Le 15 avril, après le renversement quatre jours plus tôt du président soudanais Omar el-Béchir par les militaires sous la pression d'un mouvement de contestation déclenché le 19 décembre, l'UA avait donné 15 jours pour que le pouvoir soit transféré aux civils. Mais cette solution semble s’être définitivement éloignée après que le sit-in de civils organisé devant le quartier général de l'armée a été très violemment dispersé lundi.

Au moins 108 morts et 500 blessés

Selon un comité de médecins proches de la contestation, au moins 108 personnes ont été tuées et plus de 500 blessées depuis lundi.

Cette opération, un "massacre" perpétré par des "milices" du Conseil militaire selon ce groupe de professionnels, a été vivement dénoncé par l'ONU, les États-Unis et la Grande-Bretagne, entre autres. Le ministère des Affaires étrangères britannique a convoqué l'ambassadeur soudanais pour lui faire part de ses préoccupations concernant les violences à Khartoum.

Parmi les morts, 40 ont été retrouvés dans les eaux du Nil, a assuré le comité, s'appuyant sur des témoignages de médecins sur place. Il n'a toutefois pas donné d'autres détails.

Yousra Elbagir, une journaliste soudanaise, a pu entrer en contact avec un officier des services de renseignements soudanais (NISS) ayant fait défection. Interrogé sur la possibilité que la dispersion du sit-in ait fait une quarantaine de morts, l’officier répond qu’"il ne s’agit même pas du quart des personnes mortes".

L’ONU a indiqué mercredi avoir fait sortir du Soudan des employés non-essentiels "bien que toutes les opérations de l'Organisation se poursuivent au Soudan", a indiqué une porte-parole.

Les autorités, elles, tentent de minimiser l’ampleur de la répression.
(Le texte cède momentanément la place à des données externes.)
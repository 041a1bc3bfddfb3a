// tests/api_http.rs
//
// HTTP-level tests for the health/debug router without opening sockets.
// We exercise the router directly via tower::ServiceExt::oneshot.

use std::sync::Arc;

use chrono::{FixedOffset, TimeZone};
use serde_json::Value as Json;
use shuttle_axum::axum::{
    body::{self, Body},
    http::{Request, StatusCode},
};
use tower::ServiceExt as _; // for `oneshot`

use mention_relay::api::{router, AppState};
use mention_relay::history::{JobKind, PassHistory, PassSummary};
use mention_relay::PassStats;

const BODY_LIMIT: usize = 1024 * 1024;

fn history_with(n: u32) -> Arc<PassHistory> {
    let tz = FixedOffset::east_opt(7 * 3600).unwrap();
    let h = Arc::new(PassHistory::with_capacity(100));
    for i in 0..n {
        h.push(PassSummary {
            job: if i % 2 == 0 { JobKind::Realtime } else { JobKind::Digest },
            finished_at: tz.with_ymd_and_hms(2025, 10, 1, 9, i, 0).unwrap(),
            stats: PassStats {
                fetched: i as usize,
                ..PassStats::default()
            },
            delivered: 0,
            failed_deliveries: 0,
        });
    }
    h
}

async fn get(state: AppState, uri: &str) -> (StatusCode, String) {
    let req = Request::builder()
        .method("GET")
        .uri(uri)
        .body(Body::empty())
        .expect("build request");
    let resp = router(state).oneshot(req).await.expect("oneshot");
    let status = resp.status();
    let bytes = body::to_bytes(resp.into_body(), BODY_LIMIT)
        .await
        .expect("read body")
        .to_vec();
    (status, String::from_utf8(bytes).expect("utf8"))
}

#[tokio::test]
async fn health_is_ok() {
    let (status, body) = get(AppState::new(history_with(0)), "/health").await;
    assert_eq!(status, StatusCode::OK);
    assert_eq!(body, "ok");
}

#[tokio::test]
async fn debug_passes_returns_last_ten_by_default() {
    let (status, body) = get(AppState::new(history_with(15)), "/debug/passes").await;
    assert_eq!(status, StatusCode::OK);
    let v: Json = serde_json::from_str(&body).unwrap();
    let arr = v.as_array().unwrap();
    assert_eq!(arr.len(), 10);
    assert_eq!(arr[9]["stats"]["fetched"], 14);
    assert_eq!(arr[9]["job"], "realtime");
    assert_eq!(arr[0]["job"], "digest");
}

#[tokio::test]
async fn debug_passes_honours_n() {
    let (_, body) = get(AppState::new(history_with(15)), "/debug/passes?n=3").await;
    let v: Json = serde_json::from_str(&body).unwrap();
    assert_eq!(v.as_array().unwrap().len(), 3);
}

#[tokio::test]
async fn metrics_without_recorder_is_unavailable() {
    let (status, _) = get(AppState::new(history_with(0)), "/metrics").await;
    assert_eq!(status, StatusCode::SERVICE_UNAVAILABLE);
}
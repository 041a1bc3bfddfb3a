// src/notify/mod.rs
//! Outbound side: message formatting, link shortening, Telegram delivery and
//! the delayed dispatch queue.

pub mod delayed;
pub mod format;
pub mod shortener;
pub mod telegram;

use async_trait::async_trait;
use metrics::describe_counter;
use once_cell::sync::OnceCell;

pub use delayed::{DispatchQueue, ScheduledDelivery};
pub use shortener::{IsGdShortener, LinkShortener, NoopShortener};
pub use telegram::TelegramNotifier;

pub(crate) fn ensure_metrics_described() {
    static ONCE: OnceCell<()> = OnceCell::new();
    ONCE.get_or_init(|| {
        describe_counter!("notify_delivered_total", "Messages delivered, per recipient.");
        describe_counter!("notify_failed_total", "Recipient deliveries that failed.");
    });
}

/// One announcement. `image_url` turns it into a photo with caption.
#[derive(Debug, Clone, PartialEq, Eq)]
pub struct OutgoingMessage {
    pub body: String,
    pub image_url: Option<String>,
}

impl OutgoingMessage {
    pub fn text(body: impl Into<String>) -> Self {
        Self {
            body: body.into(),
            image_url: None,
        }
    }

    pub fn with_image(mut self, url: Option<String>) -> Self {
        self.image_url = url;
        self
    }
}

#[derive(Debug, Clone, Copy, Default, PartialEq, Eq)]
pub struct DeliveryReport {
    pub delivered: usize,
    pub failed: usize,
}

impl DeliveryReport {
    pub fn merge(&mut self, other: DeliveryReport) {
        self.delivered += other.delivered;
        self.failed += other.failed;
    }
}

/// Delivery never fails as a whole; per-recipient outcomes are in the report.
#[async_trait]
pub trait Notifier: Send + Sync {
    async fn deliver(&self, msg: &OutgoingMessage) -> DeliveryReport;
    fn name(&self) -> &'static str;
}

/// Used when Telegram is not configured.
#[derive(Debug, Default, Clone, Copy)]
pub struct LogNotifier;

#[async_trait]
impl Notifier for LogNotifier {
    async fn deliver(&self, msg: &OutgoingMessage) -> DeliveryReport {
        tracing::info!(
            target: "notify",
            image = msg.image_url.as_deref().unwrap_or("-"),
            "{}",
            msg.body
        );
        DeliveryReport {
            delivered: 1,
            failed: 0,
        }
    }

    fn name(&self) -> &'static str {
        "log"
    }
}
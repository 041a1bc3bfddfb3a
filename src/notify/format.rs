// src/notify/format.rs
//! Telegram HTML bodies for realtime announcements and digests.

use chrono::{DateTime, FixedOffset};
use html_escape::encode_text;
use once_cell::sync::Lazy;
use regex::Regex;

use super::telegram::MESSAGE_LIMIT;
use super::OutgoingMessage;
use crate::ingest::types::AcceptedItem;

static YT_ID_RE: Lazy<Regex> = Lazy::new(|| {
    Regex::new(r"(?:v=|/)([0-9A-Za-z_-]{11})(?:[^0-9A-Za-z_-]|$)").unwrap()
});

/// Preview image for YouTube links, `None` for everything else.
pub fn youtube_thumbnail(link: &str) -> Option<String> {
    let lower = link.to_ascii_lowercase();
    if !(lower.contains("youtube.com") || lower.contains("youtu.be")) {
        return None;
    }
    YT_ID_RE
        .captures(link)
        .and_then(|c| c.get(1))
        .map(|m| format!("https://img.youtube.com/vi/{}/hqdefault.jpg", m.as_str()))
}

/// `link` is what gets printed (possibly shortened); the preview image is
/// derived from the item's own link.
pub fn realtime_message(item: &AcceptedItem, link: &str) -> OutgoingMessage {
    let body = format!(
        "🆕 <b>{}</b>\n🗓️ {}\n({})\n🔗 {}",
        encode_text(item.title()),
        item.published_at().format("%H:%M %d/%m/%Y"),
        encode_text(item.source()),
        encode_text(link)
    );
    OutgoingMessage::text(body).with_image(youtube_thumbnail(item.link()))
}

fn digest_entry(index: usize, item: &AcceptedItem, link: &str) -> String {
    format!(
        "{}. <b>{}</b> ({})\n🗓️ {}\n🔗 {}",
        index,
        encode_text(item.title()),
        encode_text(item.source()),
        item.published_at().format("%d/%m %H:%M"),
        encode_text(link)
    )
}

pub fn digest_header(title: &str, now: DateTime<FixedOffset>) -> String {
    format!("📢 <b>{} - {}</b>", encode_text(title), now.format("%d/%m"))
}

/// Digest bodies, each within Telegram's message limit. Entries are never
/// split across messages; the header leads the first one.
///
/// `entries` pairs each item with the link to print.
pub fn digest_messages(
    title: &str,
    now: DateTime<FixedOffset>,
    window_hours: i64,
    entries: &[(AcceptedItem, String)],
) -> Vec<OutgoingMessage> {
    let header = digest_header(title, now);
    if entries.is_empty() {
        let days = (window_hours + 23) / 24;
        return vec![OutgoingMessage::text(format!(
            "{header}\n\nNo new items in the last {days} days."
        ))];
    }

    let blocks = entries
        .iter()
        .enumerate()
        .map(|(i, (item, link))| digest_entry(i + 1, item, link));
    chunk_blocks(&header, blocks, MESSAGE_LIMIT)
        .into_iter()
        .map(OutgoingMessage::text)
        .collect()
}

fn chunk_blocks(
    header: &str,
    blocks: impl Iterator<Item = String>,
    limit: usize,
) -> Vec<String> {
    const SEP: &str = "\n\n";
    let mut out = Vec::new();
    let mut cur = header.to_string();
    let mut cur_len = cur.chars().count();

    for block in blocks {
        let block = truncate_chars(&block, limit);
        let block_len = block.chars().count();
        if cur_len > 0 && cur_len + SEP.len() + block_len > limit {
            out.push(std::mem::take(&mut cur));
            cur_len = 0;
        }
        if cur_len > 0 {
            cur.push_str(SEP);
            cur_len += SEP.len();
        }
        cur.push_str(&block);
        cur_len += block_len;
    }
    if !cur.is_empty() {
        out.push(cur);
    }
    out
}

fn truncate_chars(s: &str, max: usize) -> String {
    match s.char_indices().nth(max) {
        Some((idx, _)) => s[..idx].to_string(),
        None => s.to_string(),
    }
}
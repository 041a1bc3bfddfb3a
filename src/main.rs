//! mention-relay service entrypoint.
//! Loads configuration, starts the pass scheduler, and serves the
//! health/debug/metrics router through Shuttle.

use std::sync::Arc;

use mention_relay::{
    api::{self, AppState},
    build_relay,
    config::{Secrets, WatchConfig},
    context::SystemClock,
    history::PassHistory,
    ingest::scheduler::spawn_scheduler,
    init_tracing,
};
use shuttle_axum::ShuttleAxum;

const HISTORY_CAPACITY: usize = 500;

#[shuttle_runtime::main]
async fn axum() -> ShuttleAxum {
    // Load .env in local/dev; no-op in prod environments.
    let _ = dotenvy::dotenv();

    init_tracing();

    let cfg = WatchConfig::load_default()?;
    let secrets = Secrets::from_env();
    tracing::info!(?secrets, sources = cfg.sources.len(), "configuration loaded");

    let history = Arc::new(PassHistory::with_capacity(HISTORY_CAPACITY));
    let mut state = AppState::new(Arc::clone(&history));
    // Before the scheduler, so the startup passes are counted.
    match mention_relay::metrics::install_recorder() {
        Ok(handle) => state = state.with_metrics(handle),
        Err(e) => tracing::warn!(error = ?e, "metrics disabled"),
    }

    let relay = build_relay(&cfg, &secrets, Arc::new(SystemClock), history)?;
    let _scheduler = spawn_scheduler(Arc::new(relay))?;

    Ok(api::router(state).into())
}
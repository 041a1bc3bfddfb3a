// src/config/mod.rs
pub mod secrets;
pub mod watch;

pub use secrets::Secrets;
pub use watch::{SourceCfg, SourceKind, WatchConfig};
// src/ingest/store.rs
//! Seen-link store: the durable set of canonical links already announced.
//!
//! Backed by a newline-delimited UTF-8 file that is only ever appended to. The
//! file is read once when the store is opened; out-of-band edits are picked up
//! on the next process start.

use std::collections::HashSet;
use std::fs::{self, OpenOptions};
use std::io::{ErrorKind, Write};
use std::path::{Path, PathBuf};
use std::sync::Mutex;

use anyhow::{Context, Result};

#[derive(Debug)]
pub struct SeenLinkStore {
    path: Option<PathBuf>,
    links: Mutex<HashSet<String>>,
}

impl SeenLinkStore {
    /// Open (or lazily create) the store at `path`.
    ///
    /// Never fails: an unreadable file is logged and treated as an empty store.
    pub fn open(path: impl Into<PathBuf>) -> Self {
        let path = path.into();
        let links = match load_links(&path) {
            Ok(set) => {
                tracing::info!(
                    target: "store",
                    path = %path.display(),
                    links = set.len(),
                    "seen-link store loaded"
                );
                set
            }
            Err(e) => {
                tracing::warn!(
                    target: "store",
                    path = %path.display(),
                    error = ?e,
                    "seen-link store unreadable, starting empty"
                );
                HashSet::new()
            }
        };
        if let Some(dir) = path.parent().filter(|d| !d.as_os_str().is_empty()) {
            if let Err(e) = fs::create_dir_all(dir) {
                tracing::warn!(target: "store", dir = %dir.display(), error = ?e, "cannot create store dir");
            }
        }
        Self {
            path: Some(path),
            links: Mutex::new(links),
        }
    }

    /// A store with no backing file (dry runs, tests).
    pub fn in_memory() -> Self {
        Self {
            path: None,
            links: Mutex::new(HashSet::new()),
        }
    }

    pub fn contains(&self, link: &str) -> bool {
        self.links
            .lock()
            .expect("seen-link mutex poisoned")
            .contains(link)
    }

    /// Record `link` as seen. Returns `false` if it was already present, in
    /// which case nothing is written.
    ///
    /// The membership check and the insert happen under one lock, so two
    /// concurrent passes can never both accept the same link.
    pub fn record(&self, link: &str) -> bool {
        let mut links = self.links.lock().expect("seen-link mutex poisoned");
        if !links.insert(link.to_string()) {
            return false;
        }
        if let Some(path) = &self.path {
            if let Err(e) = append_line(path, link) {
                // Still counts as seen for the lifetime of this process.
                tracing::warn!(target: "store", path = %path.display(), error = ?e, "append to seen-link store failed");
            }
        }
        true
    }

    pub fn len(&self) -> usize {
        self.links.lock().expect("seen-link mutex poisoned").len()
    }

    pub fn is_empty(&self) -> bool {
        self.len() == 0
    }

    pub fn path(&self) -> Option<&Path> {
        self.path.as_deref()
    }
}

fn load_links(path: &Path) -> Result<HashSet<String>> {
    let content = match fs::read_to_string(path) {
        Ok(s) => s,
        Err(e) if e.kind() == ErrorKind::NotFound => return Ok(HashSet::new()),
        Err(e) => {
            return Err(e).with_context(|| format!("reading seen links from {}", path.display()))
        }
    };
    Ok(content
        .lines()
        .map(str::trim)
        .filter(|l| !l.is_empty())
        .map(str::to_string)
        .collect())
}

fn append_line(path: &Path, link: &str) -> Result<()> {
    let mut file = OpenOptions::new()
        .create(true)
        .append(true)
        .open(path)
        .with_context(|| format!("opening {} for append", path.display()))?;
    writeln!(file, "{}", link.trim()).context("writing seen link")?;
    Ok(())
}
Dans un bilan officiel, le ministère de la Santé a affirmé à l'AFP que le "nombre de morts" depuis lundi s'élevait "à 61". Il avait assuré plus tôt, via l'agence de pressse officielle Suna, que ce nombre n'avait "pas dépassé 46", en démentant catégoriquement le bilan du comité de médecins proche de la contestation.

He asked me what the published death toll is currently (he has no access to internet due to the blackout)

When I said 40 people, he sighed and said:

"That's not even a quarter of the number of people killed."

  Yousra Elbagir (@YousraElbagir) June 4, 2019

Les "milices" du Conseil militaire pointées du doigt

Pour les manifestants, l'identité des auteurs de la répression ne fait pas l'ombre d'un doute : les "milices" du Conseil militaire, en particulier les Forces de soutien rapide (RSF), des paramilitaires rattachés aux services de sécurité.

Si un calme relatif est revenu à Khartoum, dans les rues, des habitants affichent un air tétanisé au passage de ces hommes, souvent jeunes, juchés en grand nombre sur des pick-up, en uniforme beige impeccable et lourdement armés.

Issues des anciennes milices arabes Janjawid du Darfour, théâtre d'une longue guerre civile, les RSF ont été déployées en masse dans le pays, en particulier dans les rues de Khartoum, devenu au fil des mois l'épicentre de la contestation.

Le chef des RSF, vice-président du Conseil militaire et ancien responsable des Janjawid, le redouté Mohamad Hamdan Daglo, surnommé "Hemeidti", a assuré qu'il se tenait aux côtés des "révolutionnaires". Mais il a aussi juré de ne pas "permettre le chaos", en référence notamment aux barricades.

Dans un communiqué, le Conseil militaire a pris la défense des RSF contre "la campagne organisée sur les réseaux sociaux destinée à répandre des mensonges et fabriquer des accusations".

Facebook et Twitter ont été et restent des outils essentiels dans la contestation. Ces derniers jours, les internautes ont partagé de nombreuses vidéos montrant des hommes en uniforme des RSF passant à tabac des civils non armés. L'internet mobile a toutefois été coupé depuis lundi.

Les RSF "ont refusé d'exécuter les ordres de l'ancien régime d'expulser les manifestants du sit-in par la force", a lui assuré le Conseil militaire dans un communiqué, louant leur "grande sagesse".